DocketNumber: 1 CA-CIV 5742
Citation Numbers: 673 P.2d 984, 138 Ariz. 240, 1983 Ariz. App. LEXIS 585
Judges: Grant, Jacobson, Kleinschmidt
Filed Date: 11/15/1983
Status: Precedential
Modified Date: 11/2/2024
Court of Appeals of Arizona, Division 1, Department A.
Robbins & Green, P.A. by Philip A. Robbins and Paul F. Lazarus, Phoenix, for plaintiff-appellant.
Snell & Wilmer by John J. Bouma and Robert J. Gibson, Phoenix, for defendants-appellees.
OPINION
GRANT, Judge.
This is an appeal from an order granting summary judgment in favor of defendants on the grounds that the complaint for defamation and interference with contractual relationships was barred by the applicable statutes of limitations. We must determine whether a cause of action for defamation accrues upon publication rather than discovery and whether a cause of action for interference with a contractual relationship must commence and be prosecuted within two years after it accrues.
The relevant facts are as follows: Appellant Bruce R. Clark [Clark] had been employed by appellee AiResearch Manufacturing Company of Arizona, Inc. [AiResearch] from 1968-1972. After resigning from AiResearch, Clark spent the next few years self-employed in the buying and selling of aircraft parts and surplus equipment. In the course of this business, Clark purchased two aircraft engines in 1973 that had been salvaged from an airplane crash. In 1975 Clark entered into negotiations with a Mr. Kupka to sell the engines to him. During their negotiations, Clark advised Kupka he should check with AiResearch to be certain it would accept the engines for repair. On two separate occasions in 1973 and 1974 when Clark had entered into other negotiations for selling the engines, the potential buyers had turned the deal down, informing *241 Clark that an AiResearch employee had said AiResearch would not accept the engines for repair since they had been involved in a fatal crash. Kupka told Clark he did not need to check with AiResearch because he planned to send them to AirAsia for repair. After accepting the engines and making a down payment in May, 1976, however, Kupka refused to pay the balance owed Clark for the engines, claiming the repair bill he received was excessive and that the engines were no good.
While suing Kupka for breach of their contract, Clark learned from Kupka's deposition taken on February 28, 1978, that Kupka had talked with AiResearch in November, 1975, about the engines and that AiResearch employee Jim Stone had told Kupka that Clark had been fired from AiResearch for theft. Clark commenced this action against appellee AiResearch on September 12, 1978 for defamation and wrongful interference with Clark's contractual relationships.

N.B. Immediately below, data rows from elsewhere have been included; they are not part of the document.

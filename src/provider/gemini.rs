//! Gemini REST client.
//!
//! Calls `models/{model}:generateContent` and returns the concatenated text
//! of the first candidate.

use std::time::{Duration, Instant};

use async_trait::async_trait;
use serde::{Deserialize, Serialize};
use tracing::{debug, instrument, warn};

use crate::config::Config;
use crate::metrics;

use super::{ProviderError, TextGenerator};

/// Gemini text generation client.
#[derive(Debug, Clone)]
pub struct GeminiClient {
    /// HTTP client for API requests.
    http: reqwest::Client,
    /// REST API base URL.
    api_base: String,
    /// API key; `None` when the credential is not configured.
    api_key: Option<String>,
}

impl GeminiClient {
    /// Create a client from config.
    pub fn new(config: &Config) -> Result<Self, ProviderError> {
        let http = reqwest::Client::builder()
            .timeout(Duration::from_millis(config.http_timeout_ms))
            .connect_timeout(Duration::from_secs(5))
            .tcp_keepalive(Duration::from_secs(30))
            .pool_idle_timeout(Duration::from_secs(90))
            .build()?;

        Ok(Self {
            http,
            api_base: config.gemini_api_base.trim_end_matches('/').to_string(),
            api_key: config.gemini_api_key.clone().filter(|k| !k.is_empty()),
        })
    }

    /// Get the API base URL.
    pub fn api_base(&self) -> &str {
        &self.api_base
    }

    /// Whether a credential is available.
    pub fn is_configured(&self) -> bool {
        self.api_key.is_some()
    }

    fn generate_url(&self, model: &str) -> String {
        format!("{}/models/{}:generateContent", self.api_base, model)
    }
}

#[async_trait]
impl TextGenerator for GeminiClient {
    #[instrument(skip(self, prompt), fields(prompt_len = prompt.len()))]
    async fn generate(&self, prompt: &str, model: &str) -> Result<String, ProviderError> {
        let api_key = self
            .api_key
            .as_deref()
            .ok_or_else(|| ProviderError::NotConfigured("GEMINI_API_KEY is not set".to_string()))?;

        let request = GenerateContentRequest {
            contents: vec![Content {
                role: Some("user".to_string()),
                parts: vec![Part {
                    text: Some(prompt.to_string()),
                }],
            }],
        };

        debug!("Sending request to Gemini API");
        let start = Instant::now();

        let response = self
            .http
            .post(self.generate_url(model))
            .header("x-goog-api-key", api_key)
            .json(&request)
            .send()
            .await;

        metrics::record_upstream_latency(start);
        let response = response?;

        let status = response.status();
        if !status.is_success() {
            let body = response.text().await.unwrap_or_default();
            warn!(status = %status, "Gemini API returned an error");

            if status.as_u16() == 429 {
                return Err(ProviderError::RateLimited);
            }

            return Err(ProviderError::Api {
                status: status.as_u16(),
                message: body,
            });
        }

        let body: GenerateContentResponse = response
            .json()
            .await
            .map_err(|e| ProviderError::Parse(e.to_string()))?;

        extract_text(body)
    }
}

/// Pull the text out of the first candidate.
fn extract_text(response: GenerateContentResponse) -> Result<String, ProviderError> {
    if let Some(reason) = response
        .prompt_feedback
        .as_ref()
        .and_then(|f| f.block_reason.as_deref())
    {
        debug!(reason, "Prompt blocked");
        return Err(ProviderError::ContentFiltered);
    }

    let candidate = response
        .candidates
        .into_iter()
        .next()
        .ok_or(ProviderError::EmptyResponse)?;

    if candidate.finish_reason.as_deref() == Some("SAFETY") {
        return Err(ProviderError::ContentFiltered);
    }

    let text: String = candidate
        .content
        .map(|c| c.parts.into_iter().filter_map(|p| p.text).collect())
        .unwrap_or_default();

    if text.is_empty() {
        return Err(ProviderError::EmptyResponse);
    }

    Ok(text)
}

// ============================================================================
// Gemini API Request/Response Types
// ============================================================================

#[derive(Debug, Serialize)]
#[serde(rename_all = "camelCase")]
struct GenerateContentRequest {
    contents: Vec<Content>,
}

#[derive(Debug, Serialize, Deserialize)]
#[serde(rename_all = "camelCase")]
struct Content {
    #[serde(default, skip_serializing_if = "Option::is_none")]
    role: Option<String>,
    #[serde(default)]
    parts: Vec<Part>,
}

#[derive(Debug, Serialize, Deserialize)]
struct Part {
    #[serde(default, skip_serializing_if = "Option::is_none")]
    text: Option<String>,
}

#[derive(Debug, Deserialize)]
#[serde(rename_all = "camelCase")]
struct GenerateContentResponse {
    #[serde(default)]
    candidates: Vec<Candidate>,
    #[serde(default)]
    prompt_feedback: Option<PromptFeedback>,
}

#[derive(Debug, Deserialize)]
#[serde(rename_all = "camelCase")]
struct Candidate {
    #[serde(default)]
    content: Option<Content>,
    #[serde(default)]
    finish_reason: Option<String>,
}

#[derive(Debug, Deserialize)]
#[serde(rename_all = "camelCase")]
struct PromptFeedback {
    #[serde(default)]
    block_reason: Option<String>,
}

#[cfg(test)]
mod tests {
    use super::*;

    fn parse(json: &str) -> GenerateContentResponse {
        serde_json::from_str(json).unwrap()
    }

    #[test]
    fn client_creation_works() {
        let config = Config {
            gemini_api_base: "https://example.com/v1beta/".to_string(),
            ..Config::default()
        };
        let client = GeminiClient::new(&config).unwrap();
        assert_eq!(client.api_base(), "https://example.com/v1beta");
        assert!(!client.is_configured());
        assert_eq!(
            client.generate_url("gemini-2.0-flash"),
            "https://example.com/v1beta/models/gemini-2.0-flash:generateContent"
        );
    }

    #[test]
    fn empty_key_counts_as_unconfigured() {
        let config = Config {
            gemini_api_key: Some(String::new()),
            ..Config::default()
        };
        assert!(!GeminiClient::new(&config).unwrap().is_configured());
    }

    #[tokio::test]
    async fn generate_without_key_fails_before_network() {
        let client = GeminiClient::new(&Config::default()).unwrap();
        let err = client.generate("hello", "gemini-2.0-flash").await.unwrap_err();
        assert!(matches!(err, ProviderError::NotConfigured(_)));
    }

    #[test]
    fn extract_text_joins_parts_of_first_candidate() {
        let body = parse(
            r#"{"candidates":[
                {"content":{"role":"model","parts":[{"text":"Hello, "},{"text":"world"}]},"finishReason":"STOP"},
                {"content":{"parts":[{"text":"ignored"}]}}
            ]}"#,
        );
        assert_eq!(extract_text(body).unwrap(), "Hello, world");
    }

    #[test]
    fn extract_text_rejects_missing_candidates() {
        let body = parse(r#"{"candidates":[]}"#);
        assert!(matches!(extract_text(body), Err(ProviderError::EmptyResponse)));
    }

    #[test]
    fn extract_text_reports_safety_blocks() {
        let blocked_prompt = parse(r#"{"promptFeedback":{"blockReason":"SAFETY"}}"#);
        assert!(matches!(
            extract_text(blocked_prompt),
            Err(ProviderError::ContentFiltered)
        ));

        let blocked_output = parse(r#"{"candidates":[{"finishReason":"SAFETY"}]}"#);
        assert!(matches!(
            extract_text(blocked_output),
            Err(ProviderError::ContentFiltered)
        ));
    }

    #[test]
    fn request_serializes_in_gemini_shape() {
        let request = GenerateContentRequest {
            contents: vec![Content {
                role: Some("user".to_string()),
                parts: vec![Part {
                    text: Some("hi".to_string()),
                }],
            }],
        };
        let json = serde_json::to_value(&request).unwrap();
        assert_eq!(
            json,
            serde_json::json!({"contents":[{"role":"user","parts":[{"text":"hi"}]}]})
        );
    }
}
//! HTTP API handlers.

use std::sync::Arc;

use axum::{body::Bytes, extract::State, response::IntoResponse, Json};

use crate::config::Config;
use crate::generation::{self, GenerationRequest, GenerationResult};
use crate::provider::TextGenerator;
use crate::runtime::RuntimeSampler;
use crate::status::snapshot::MetricsFailure;
use crate::status::{health, snapshot, HealthStatus, MetricsSnapshot};

/// Application state shared with handlers. Everything in it is immutable.
#[derive(Clone)]
pub struct AppState {
    /// Configuration loaded at startup.
    pub config: Arc<Config>,
    /// Text generation provider.
    pub generator: Arc<dyn TextGenerator>,
    /// Runtime counters source.
    pub sampler: Arc<dyn RuntimeSampler>,
}

impl AppState {
    /// Create new app state.
    pub fn new(
        config: Config,
        generator: Arc<dyn TextGenerator>,
        sampler: Arc<dyn RuntimeSampler>,
    ) -> Self {
        Self {
            config: Arc::new(config),
            generator,
            sampler,
        }
    }
}

/// Generate handler - 200 with text, 400 on invalid input, 500 on provider failure.
///
/// The body is taken raw so malformed JSON gets the same `{ "error" }` shape
/// as any other rejection.
#[utoipa::path(
    post,
    path = "/api/generate",
    tag = "generation",
    request_body = GenerationRequest,
    responses(
        (status = 200, description = "Generated text", body = GenerationResult),
        (status = 400, description = "Missing or empty prompt", body = GenerationResult),
        (status = 500, description = "Provider failure", body = GenerationResult)
    )
)]
pub async fn generate(State(state): State<AppState>, body: Bytes) -> impl IntoResponse {
    let (status, result) =
        generation::handle(state.generator.as_ref(), &body, &state.config.gemini_model).await;
    (status, Json(result))
}

/// Health handler - 200 if healthy, 503 otherwise.
#[utoipa::path(
    get,
    path = "/api/health",
    tag = "system",
    responses(
        (status = 200, description = "Service healthy", body = HealthStatus),
        (status = 503, description = "Service unhealthy or sampling failed", body = HealthStatus)
    )
)]
pub async fn health(State(state): State<AppState>) -> impl IntoResponse {
    let (status, report) = health::handle(&state.config, state.sampler.as_ref());
    (status, Json(report))
}

/// Metrics handler - runtime snapshot, 500 only if sampling fails.
#[utoipa::path(
    get,
    path = "/api/metrics",
    tag = "system",
    responses(
        (status = 200, description = "Runtime snapshot", body = MetricsSnapshot),
        (status = 500, description = "Sampling failed", body = MetricsFailure)
    )
)]
pub async fn metrics(State(state): State<AppState>) -> impl IntoResponse {
    let (status, report) = snapshot::handle(&state.config, state.sampler.as_ref());
    (status, Json(report))
}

AiResearch moved for summary judgment on the basis that all of Clark's claims were barred by the applicable statute of limitations. It had become apparent from Clark's deposition and interrogatory answers that his only claim of defamation was the alleged statements of Stone to Kupka in November, 1975. The business dealings he claimed AiResearch wrongfully interferred with consisted of his 1976 agreement with Kupka and the earlier attempts to sell the engines in 1973 and 1974.[1] The trial court granted the motion for summary judgment, ruling that Clark's claim in defamation was barred by the two year statute of limitations applicable to suits for defamation. Formal judgment for AiResearch against Clark on his complaint was entered.

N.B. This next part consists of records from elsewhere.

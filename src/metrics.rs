//! Prometheus metrics for request outcomes and upstream latency.
//!
//! These are operational counters scraped from the optional exporter; the
//! JSON `/metrics` endpoint is a separate runtime snapshot.

use std::net::SocketAddr;
use std::time::Instant;

use metrics::{counter, describe_counter, describe_histogram, histogram};
use metrics_exporter_prometheus::{BuildError, PrometheusBuilder};
use strum::{Display, IntoStaticStr};
use tracing::{debug, info};

use crate::status::HealthState;

// === Metric Name Constants ===

/// Generation requests counter metric name.
pub const METRIC_GENERATE_REQUESTS: &str = "generate_requests_total";
/// Upstream generation latency metric name.
pub const METRIC_UPSTREAM_LATENCY: &str = "upstream_generate_latency_ms";
/// Health checks counter metric name.
pub const METRIC_HEALTH_CHECKS: &str = "health_checks_total";
/// Snapshot failures counter metric name.
pub const METRIC_SNAPSHOT_FAILURES: &str = "metrics_snapshot_failures_total";

/// Outcome label for generation requests.
#[derive(Debug, Clone, Copy, PartialEq, Eq, Display, IntoStaticStr)]
#[strum(serialize_all = "snake_case")]
pub enum Outcome {
    /// Failed validation (400).
    Rejected,
    /// Provider answered (200).
    Success,
    /// Provider failed (500).
    Failed,
}

/// Initialize all metric descriptions.
/// Call this once at startup to register metrics with descriptions.
pub fn init_metrics() {
    describe_counter!(
        METRIC_GENERATE_REQUESTS,
        "Total generation requests by outcome"
    );
    describe_histogram!(
        METRIC_UPSTREAM_LATENCY,
        "Gemini generateContent latency in milliseconds"
    );
    describe_counter!(
        METRIC_HEALTH_CHECKS,
        "Total health checks by verdict"
    );
    describe_counter!(
        METRIC_SNAPSHOT_FAILURES,
        "Total metrics snapshots that failed to sample"
    );

    debug!("Metrics initialized");
}

/// Install the Prometheus exporter listening on `addr`.
pub fn install_exporter(addr: SocketAddr) -> Result<(), BuildError> {
    PrometheusBuilder::new().with_http_listener(addr).install()?;
    info!("Prometheus exporter listening on {}", addr);
    Ok(())
}

/// Increment generation requests counter.
pub fn inc_generate_requests(outcome: Outcome) {
    let label: &'static str = outcome.into();
    counter!(METRIC_GENERATE_REQUESTS, "outcome" => label).increment(1);
}

/// Record upstream generation latency.
pub fn record_upstream_latency(start: Instant) {
    let latency_ms = start.elapsed().as_secs_f64() * 1000.0;
    histogram!(METRIC_UPSTREAM_LATENCY).record(latency_ms);
}

/// Increment health checks counter.
pub fn inc_health_checks(state: HealthState) {
    counter!(METRIC_HEALTH_CHECKS, "status" => state.to_string()).increment(1);
}

/// Increment snapshot failures counter.
pub fn inc_snapshot_failures() {
    counter!(METRIC_SNAPSHOT_FAILURES).increment(1);
}
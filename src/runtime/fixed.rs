//! Sampler returning canned values, for tests and demos.

use std::time::Duration;

use super::{CpuSample, MemorySample, ProcessInfo, RuntimeSampler, SamplingError};

/// Sampler with fixed readings. `None` makes that reading fail.
#[derive(Debug, Clone)]
pub struct FixedSampler {
    pub memory: Option<MemorySample>,
    pub cpu: Option<CpuSample>,
    pub uptime: Duration,
    pub process: ProcessInfo,
}

impl FixedSampler {
    /// Heap at `percent`% of a 100 MB heap; everything else small and valid.
    pub fn with_heap_percent(percent: u64) -> Self {
        let total = 100 * crate::utils::BYTES_PER_MB;
        Self {
            memory: Some(MemorySample {
                rss_bytes: 150 * crate::utils::BYTES_PER_MB,
                heap_total_bytes: total,
                heap_used_bytes: total / 100 * percent,
                external_bytes: 3 * crate::utils::BYTES_PER_MB,
                array_buffers_bytes: crate::utils::BYTES_PER_MB / 4,
            }),
            cpu: Some(CpuSample {
                user_micros: 1_234_500,
                system_micros: 99_400,
            }),
            uptime: Duration::from_millis(42_500),
            process: ProcessInfo::current(),
        }
    }

    /// Sampler whose every reading fails.
    pub fn failing() -> Self {
        Self {
            memory: None,
            cpu: None,
            ..Self::with_heap_percent(0)
        }
    }
}

impl RuntimeSampler for FixedSampler {
    fn memory(&self) -> Result<MemorySample, SamplingError> {
        self.memory
            .ok_or(SamplingError::Unavailable("memory"))
    }

    fn cpu(&self) -> Result<CpuSample, SamplingError> {
        self.cpu.ok_or(SamplingError::Unavailable("cpu"))
    }

    fn uptime(&self) -> Duration {
        self.uptime
    }

    fn process(&self) -> ProcessInfo {
        self.process.clone()
    }
}
use igmirror_core::{SyncJob, TaskOutcome};

use crate::context::SyncContext;
use crate::subsystems::tasks;

/// Run one attempt of `job`.
pub async fn handle_job(ctx: &SyncContext, job: &SyncJob, attempt: u32) -> TaskOutcome {
    match *job {
        SyncJob::UpdateProfile { profile_id } => {
            tasks::update_profile_task(ctx, profile_id, attempt).await
        }
        SyncJob::UpdateStories { profile_id } => {
            tasks::update_stories_task(ctx, profile_id, attempt).await
        }
        SyncJob::RefreshAvatar { profile_id } => {
            tasks::refresh_avatar_task(ctx, profile_id, attempt).await
        }
    }
}
use chrono::{DateTime, Utc};
use serde::{Deserialize, Serialize};
use std::fmt;
use std::str::FromStr;

/// Lifecycle of one outbound call: `pending` until the call returns, then
/// exactly one terminal status.
#[derive(Debug, Clone, Copy, PartialEq, Eq, Serialize, Deserialize)]
#[serde(rename_all = "snake_case")]
pub enum LogStatus {
    Pending,
    Success,
    Error,
    Timeout,
}

impl LogStatus {
    pub const ALL: [LogStatus; 4] = [
        LogStatus::Pending,
        LogStatus::Success,
        LogStatus::Error,
        LogStatus::Timeout,
    ];

    pub fn as_str(&self) -> &'static str {
        match self {
            LogStatus::Pending => "pending",
            LogStatus::Success => "success",
            LogStatus::Error => "error",
            LogStatus::Timeout => "timeout",
        }
    }

    pub fn is_terminal(&self) -> bool {
        !matches!(self, LogStatus::Pending)
    }
}

impl fmt::Display for LogStatus {
    fn fmt(&self, f: &mut fmt::Formatter<'_>) -> fmt::Result {
        f.write_str(self.as_str())
    }
}

impl FromStr for LogStatus {
    type Err = String;

    fn from_str(s: &str) -> Result<Self, Self::Err> {
        match s {
            "pending" => Ok(LogStatus::Pending),
            "success" => Ok(LogStatus::Success),
            "error" => Ok(LogStatus::Error),
            "timeout" => Ok(LogStatus::Timeout),
            other => Err(format!("unknown request log status: {other}")),
        }
    }
}

impl TryFrom<String> for LogStatus {
    type Error = String;

    fn try_from(value: String) -> Result<Self, String> {
        value.parse()
    }
}

#[derive(Debug, Clone, Serialize, Deserialize, sqlx::FromRow)]
pub struct RequestLog {
    pub id: i64,
    pub method: String,
    pub url: String,
    pub request_headers: serde_json::Value,
    pub request_params: serde_json::Value,
    pub request_body: serde_json::Value,
    pub response_status_code: Option<i32>,
    pub response_headers: serde_json::Value,
    pub response_body: serde_json::Value,
    #[sqlx(try_from = "String")]
    pub status: LogStatus,
    pub duration_ms: Option<i64>,
    pub error_message: String,
    pub created_at: DateTime<Utc>,
    pub updated_at: DateTime<Utc>,
}

impl RequestLog {
    pub fn is_successful(&self) -> bool {
        self.status == LogStatus::Success
            && (200..300).contains(&self.response_status_code.unwrap_or(0))
    }

    pub fn duration_seconds(&self) -> Option<f64> {
        match self.duration_ms {
            Some(ms) if ms > 0 => Some(ms as f64 / 1000.0),
            _ => None,
        }
    }
}

impl fmt::Display for RequestLog {
    fn fmt(&self, f: &mut fmt::Formatter<'_>) -> fmt::Result {
        let endpoint = match self.url.rsplit('/').next() {
            Some(last) if !self.url.is_empty() => last,
            _ => "unknown",
        };
        write!(f, "{} {} - {}", self.method, endpoint, self.status)
    }
}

Clark moved for rehearing or new trial and objected to the form of judgment to point out that the complaint should not have been dismissed in its entirety because the claims for interference with contract had not been considered. Clark argued that the limitations period for wrongful interference with contract claims was four years and therefore his claim that AiResearch had caused Kupka to breach his contract with him was not barred. After considering the authorities presented by the parties, the trial court denied the Clark motions, finding the applicable limitations period to be two years and that all claims were therefore barred. Clark has appealed the trial court's determinations that his claims are barred.
We first consider whether Clark's defamation claims were barred by the statute of limitations. Our statute of limitations relating to suits for defamation A.R.S. § 12-541 provides in pertinent part:
There shall be commenced and prosecuted within one year after the cause of action accrues, and not afterward, the following actions:
1.... for injuries done to the character or reputation of another by libel or slander.
The question presented by this appeal is whether the cause of action accrued and the statute of limitations began to run upon publication of the defamatory statements or not until their publication was discovered or reasonably should have been discovered by Clark. Clearly Clark's action was filed more than two years after the statements he objects to were made and therefore were properly barred unless we find the "rule of discovery" applies. The trial court found that pursuant to Lim v. Superior Court, 126 Ariz. 481, 616 P.2d 941 (App. 1980), the action accrued upon publication.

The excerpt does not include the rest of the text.